Pitcher: Matt Cain (R)
Team: San Francisco Giants
After years of dutiful San Franciscan service, Matt Cain received an Opening Day nod, pitching six shutout innings and earning a heartbreaker of a no-decision.
Cain's credentials are inspiring: a three-time All-Star, owner of the ever-rare perfect game and a career ERA+ of.
Cain struck out a career-high 193 batters in 2012, while likewise posting a career-low ERA at 2.79.
Never pitching less than 200 innings since his first year of full-time rotation work in 2006, Cain is a proven workhorse whose 1.40 and 1.84 ERAs during the Giants' two recent Championship Series and World Series appearances, respectively, is uncanny and unheard of.
When it comes to the NL West's top billing, Cain can only be second to one star hurler.
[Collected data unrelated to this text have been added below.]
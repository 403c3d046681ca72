//! Namespace repository for managing namespace operations.

use std::future::Future;

use diesel::prelude::*;
use diesel_async::RunQueryDsl;
use floww_core::Owner;
use jiff::Timestamp;
use uuid::Uuid;

use crate::model::{NewNamespace, Namespace, UpdateNamespace};
use crate::{PgConnection, PgError, PgResult, schema};

/// Repository for namespace database operations.
pub trait NamespaceRepository {
    /// Creates a new namespace.
    fn create_namespace(&mut self, new_namespace: NewNamespace) -> impl Future<Output = PgResult<Namespace>> + Send;

    /// Finds a namespace by ID.
    fn find_namespace_by_id(&mut self, namespace_id: Uuid) -> impl Future<Output = PgResult<Option<Namespace>>> + Send;

    /// Lists namespaces owned by a user or organization.
    fn list_namespaces_for_owner(&mut self, owner: Owner) -> impl Future<Output = PgResult<Vec<Namespace>>> + Send;

    /// Updates a namespace.
    fn update_namespace(
        &mut self,
        namespace_id: Uuid,
        changes: UpdateNamespace,
    ) -> impl Future<Output = PgResult<Namespace>> + Send;

    /// Soft deletes a namespace.
    fn delete_namespace(&mut self, namespace_id: Uuid) -> impl Future<Output = PgResult<()>> + Send;
}

impl NamespaceRepository for PgConnection {
    async fn create_namespace(&mut self, new_namespace: NewNamespace) -> PgResult<Namespace> {
        use schema::namespaces;

        let namespace = diesel::insert_into(namespaces::table)
            .values(&new_namespace)
            .returning(Namespace::as_returning())
            .get_result(self)
            .await
            .map_err(PgError::from)?;

        Ok(namespace)
    }

    async fn find_namespace_by_id(&mut self, namespace_id: Uuid) -> PgResult<Option<Namespace>> {
        use schema::namespaces::dsl::*;

        let namespace = namespaces
            .filter(id.eq(namespace_id))
            .filter(deleted_at.is_null())
            .select(Namespace::as_select())
            .first(self)
            .await
            .optional()
            .map_err(PgError::from)?;

        Ok(namespace)
    }

    async fn list_namespaces_for_owner(&mut self, owner: Owner) -> PgResult<Vec<Namespace>> {
        use schema::namespaces::dsl::*;

        let query = namespaces.filter(deleted_at.is_null()).into_boxed();
        let query = match owner {
            Owner::User(user) => query.filter(owner_user_id.eq(user)),
            Owner::Organization(org) => query.filter(owner_organization_id.eq(org)),
        };

        let rows = query
            .select(Namespace::as_select())
            .order(created_at.desc())
            .load(self)
            .await
            .map_err(PgError::from)?;

        Ok(rows)
    }

    async fn update_namespace(&mut self, namespace_id: Uuid, changes: UpdateNamespace) -> PgResult<Namespace> {
        use schema::namespaces::dsl::*;

        let namespace = diesel::update(namespaces)
            .filter(id.eq(namespace_id))
            .set(&changes)
            .returning(Namespace::as_returning())
            .get_result(self)
            .await
            .map_err(PgError::from)?;

        Ok(namespace)
    }

    async fn delete_namespace(&mut self, namespace_id: Uuid) -> PgResult<()> {
        use schema::namespaces::dsl::*;

        diesel::update(namespaces)
            .filter(id.eq(namespace_id))
            .set(deleted_at.eq(Some(jiff_diesel::Timestamp::from(Timestamp::now()))))
            .execute(self)
            .await
            .map_err(PgError::from)?;

        Ok(())
    }
}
Pitcher: Clayton Kershaw (L)
Team: Los Angeles Dodgers
The only southpaw amongst the NL West aces, Dodgers flamethrower Clayton Kershaw is that pitcher–the only one who can displace Cain.
Battling Cain on Opening Day 2013, Kershaw one-upped his fiercest competitor simply by pitching a complete-game shutout and slugging his first career home run.
Notwithstanding that one game marvel, Kershaw's 2011 and 2012 WHIPs of 0.977 and 1.023, respectively, were the lowest of any NL pitcher during those two seasons and as a fielder, Kershaw has not made a single error since 2010.
A two-time All-Star, 2011 Cy Young and Gold Glove Award winner.
Kershaw has additionally led the National League in ERA with a 2.28-mark in 2011 followed by a 2.53 performance in 2012; his career ERA+ is 140, though Kershaw has pitched to a 150+ ERA+ ever since he began his first Cy Young campaign.
Not only is Kershaw presently the NL West's best starting pitcher, if he plays his cards right in 2013, he might find himself back in the Cy Young race.